C’est un mot assez récent, il semble qu’il fait sa première apparition littéraire dans un poème de Molière sur le Val de Grâce. Au milieu du XVIIe siècle, le mot de groupe désigne toute réunion de personnes vivantes et à partir du XIXe siècle, il va subir une expansion prodigieuse et va s’appliquer à tout ensemble, toute unité partageant un intérêt, un but commun comme le groupe scolaire, le groupe électrogène, le groupe sanguin…
Le psychanalyste Didier Anzieu dans son livre Le groupe et l’inconscient a beaucoup développé les différentes visions du groupe. Il nous dit que c’est « à partir de 1930, (que) se constitue une science des groupes, distincte de la psychologie individuelle et de la sociologie ». Il reprend dans cet ouvrage les différentes évolutions et approches données du groupe. Pour Moreno, fondateur du psychodrame, c’est une mise en commun. Mayo, un des pères de la sociologie du travail, dit qu’il existe une entité autonome au groupe qu’il nomme mentalité commune, avec sa logique propre. Pour Lewin, à l’origine de l’expression « dynamique de groupe », le groupe c’est l’interdépendance tant pour les individus qui le constitue que pour la lecture que l’on peut en faire. Bales, autre spécialiste de la dynamique de groupe, dit que c’est une mise en commun des perceptions, que le groupe est un être vivant qui est connu de part son contenu extérieur et dont les échanges enrichissent l’individu dans sa vie du groupe. Ce sont ces échanges qui différencient le groupe de l’agrégat humain. Le groupe est une enveloppe qui fait tenir ensemble des individus. Tant que cette enveloppe ne s’est pas constituée nous sommes dans l’agrégat et non dans le groupe. La constitution du groupe est un phénomène de maturation9. Le groupe se pose en tiers entre les participants. « La neutralité facilitant la bienveillance contre transférentielle maintient la cohérence du groupe, garant de la fonction de contenance qui apparaît alors comme une valeur à protéger »10.
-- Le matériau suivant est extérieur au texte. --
//! Layer classification
//!
//! Turns a free-text layer name (plus an optional block name) into a typed
//! civil-engineering classification with a confidence score. Three
//! escalating strategies share one [`ClassifyStrategy`] capability and are
//! tried in order; the first success wins:
//!
//! 1. [`GrammarStrategy`] — the structured layer-name grammar (0.95)
//! 2. [`MappingTable`] — client/legacy mappings (record-supplied confidence)
//! 3. [`HeuristicStrategy`] — legacy idiom regexes (0.75–0.90)
//!
//! No match is a valid outcome: the result is
//! [`Classification::unclassified`], which routes the entity to review
//! downstream. Classification is pure and stateless — the same inputs
//! always produce the same result — which is what makes the parallel batch
//! helper sound.

pub mod grammar;
pub mod heuristics;
pub mod mapping;
pub mod vocabulary;

pub use grammar::{GrammarStrategy, GRAMMAR_CONFIDENCE};
pub use heuristics::{HeuristicStrategy, HEURISTIC_MAX_CONFIDENCE, HEURISTIC_MIN_CONFIDENCE};
pub use mapping::{MappingRecord, MappingTable};

use rayon::prelude::*;
use tracing::trace;

use crate::types::{ObjectType, PropertyBag};

/// Which tier produced a classification
#[derive(Debug, Clone, Copy, PartialEq, Eq)]
pub enum ClassifierTier {
    Grammar,
    Mapping,
    Heuristic,
}

/// The outcome of classifying one layer name
///
/// Ephemeral: consumed by the dispatcher and reconciler, never persisted.
#[derive(Debug, Clone, PartialEq)]
pub struct Classification {
    pub object_type: ObjectType,
    /// Classifier certainty in [0, 1]
    pub confidence: f64,
    pub properties: PropertyBag,
    /// Standards-conforming name for export, when one is known
    pub canonical_layer_name: Option<String>,
    /// Tier that produced the result; `None` for unclassified
    pub tier: Option<ClassifierTier>,
}

impl Classification {
    /// The neutral no-match result
    pub fn unclassified() -> Self {
        Classification {
            object_type: ObjectType::Unclassified,
            confidence: 0.0,
            properties: PropertyBag::new(),
            canonical_layer_name: None,
            tier: None,
        }
    }

    pub fn is_unclassified(&self) -> bool {
        self.object_type == ObjectType::Unclassified
    }
}

/// One classification strategy in the fallback chain
pub trait ClassifyStrategy: Send + Sync {
    /// Strategy name for diagnostics
    fn name(&self) -> &'static str;

    /// Attempt to classify; `None` hands off to the next strategy
    fn classify(&self, layer_name: &str, block_name: Option<&str>) -> Option<Classification>;
}

/// The three-tier layer classifier
pub struct LayerClassifier {
    strategies: Vec<Box<dyn ClassifyStrategy>>,
}

impl LayerClassifier {
    /// A classifier with no client mapping table
    pub fn new() -> Self {
        Self::with_mapping_table(MappingTable::empty())
    }

    /// A classifier using the given tier-2 mapping table
    pub fn with_mapping_table(table: MappingTable) -> Self {
        LayerClassifier {
            strategies: vec![
                Box::new(GrammarStrategy::new()),
                Box::new(table),
                Box::new(HeuristicStrategy::new()),
            ],
        }
    }

    /// Classify one layer name
    ///
    /// Never fails; a name no tier recognizes comes back unclassified.
    pub fn classify(&self, layer_name: &str, block_name: Option<&str>) -> Classification {
        for strategy in &self.strategies {
            if let Some(result) = strategy.classify(layer_name, block_name) {
                trace!(
                    layer = layer_name,
                    strategy = strategy.name(),
                    confidence = result.confidence,
                    "classified"
                );
                return result;
            }
        }
        trace!(layer = layer_name, "unclassified");
        Classification::unclassified()
    }

    /// Classify a batch of (layer, block) pairs in input order
    pub fn classify_batch(
        &self,
        names: &[(String, Option<String>)],
    ) -> Vec<Classification> {
        names
            .iter()
            .map(|(layer, block)| self.classify(layer, block.as_deref()))
            .collect()
    }

    /// [`Self::classify_batch`] across worker threads
    ///
    /// Output order matches input order. Sound because classification is
    /// pure and the strategies hold no mutable state.
    pub fn classify_batch_par(
        &self,
        names: &[(String, Option<String>)],
    ) -> Vec<Classification> {
        names
            .par_iter()
            .map(|(layer, block)| self.classify(layer, block.as_deref()))
            .collect()
    }
}

impl Default for LayerClassifier {
    fn default() -> Self {
        Self::new()
    }
}

#[cfg(test)]
mod tests {
    use super::*;
    use crate::types::keys;

    #[test]
    fn test_tier_order() {
        let mut table = MappingTable::empty();
        table.add(MappingRecord {
            // shadows a grammar-valid name; grammar must still win
            pattern: "CIV-UTIL-STORM-NEW-LN".to_string(),
            object_type: ObjectType::Parcel,
            confidence: 0.99,
            properties: PropertyBag::new(),
            canonical_layer_name: None,
        });
        let classifier = LayerClassifier::with_mapping_table(table);

        let c = classifier.classify("CIV-UTIL-STORM-NEW-LN", None);
        assert_eq!(c.tier, Some(ClassifierTier::Grammar));
        assert_eq!(c.object_type, ObjectType::UtilityLine);
    }

    #[test]
    fn test_mapping_beats_heuristics() {
        let mut table = MappingTable::empty();
        table.add(MappingRecord {
            pattern: "12IN-STORM".to_string(),
            object_type: ObjectType::ServiceConnection,
            confidence: 0.8,
            properties: PropertyBag::new(),
            canonical_layer_name: None,
        });
        let classifier = LayerClassifier::with_mapping_table(table);

        let c = classifier.classify("12IN-STORM", None);
        assert_eq!(c.tier, Some(ClassifierTier::Mapping));
        assert_eq!(c.object_type, ObjectType::ServiceConnection);
    }

    #[test]
    fn test_heuristic_fallback() {
        let classifier = LayerClassifier::new();
        let c = classifier.classify("12IN-STORM", None);
        assert_eq!(c.tier, Some(ClassifierTier::Heuristic));
        assert_eq!(c.object_type, ObjectType::UtilityLine);
        assert_eq!(c.properties[keys::DIAMETER_IN].as_integer(), Some(12));
    }

    #[test]
    fn test_unclassified_is_valid_result() {
        let classifier = LayerClassifier::new();
        let c = classifier.classify("DEFPOINTS", None);
        assert!(c.is_unclassified());
        assert_eq!(c.confidence, 0.0);
        assert_eq!(c.tier, None);
    }

    #[test]
    fn test_classify_is_pure() {
        let classifier = LayerClassifier::new();
        let a = classifier.classify("SD-12-NEW", None);
        let b = classifier.classify("SD-12-NEW", None);
        assert_eq!(a, b);
    }

    #[test]
    fn test_batch_orders_match() {
        let classifier = LayerClassifier::new();
        let names: Vec<(String, Option<String>)> = vec![
            ("CIV-UTIL-STORM-12IN-NEW-LN".to_string(), None),
            ("MH-STORM".to_string(), None),
            ("DEFPOINTS".to_string(), None),
        ];
        let seq = classifier.classify_batch(&names);
        let par = classifier.classify_batch_par(&names);
        assert_eq!(seq, par);
        assert_eq!(seq[0].object_type, ObjectType::UtilityLine);
        assert_eq!(seq[1].object_type, ObjectType::UtilityStructure);
        assert!(seq[2].is_unclassified());
    }
}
Plusieurs courants de pensée nous permettent d’analyser ce qui se passe au sein du groupe.
Le premier, autour de la dynamique de groupe, centre son analyse sur l’interprétation du rôle de chacun dans le groupe et sur les interactions qui s’y déroulent, ainsi que sur les mouvements globaux qui animent le groupe. Ce type de méthode facilite la prise de conscience des attitudes relationnelles de chacun et des sentiments qui les soustendent en s’appuyant sur l’image que renvoient au sujet les autres membres du groupe.
Le second courant se réfère à la psychanalyse. Pour Freud, la cohésion d’un groupe provient de l’identification de chacun de ses membres au même « idéal du Moi », dont la représentation du réel est une des fonctions.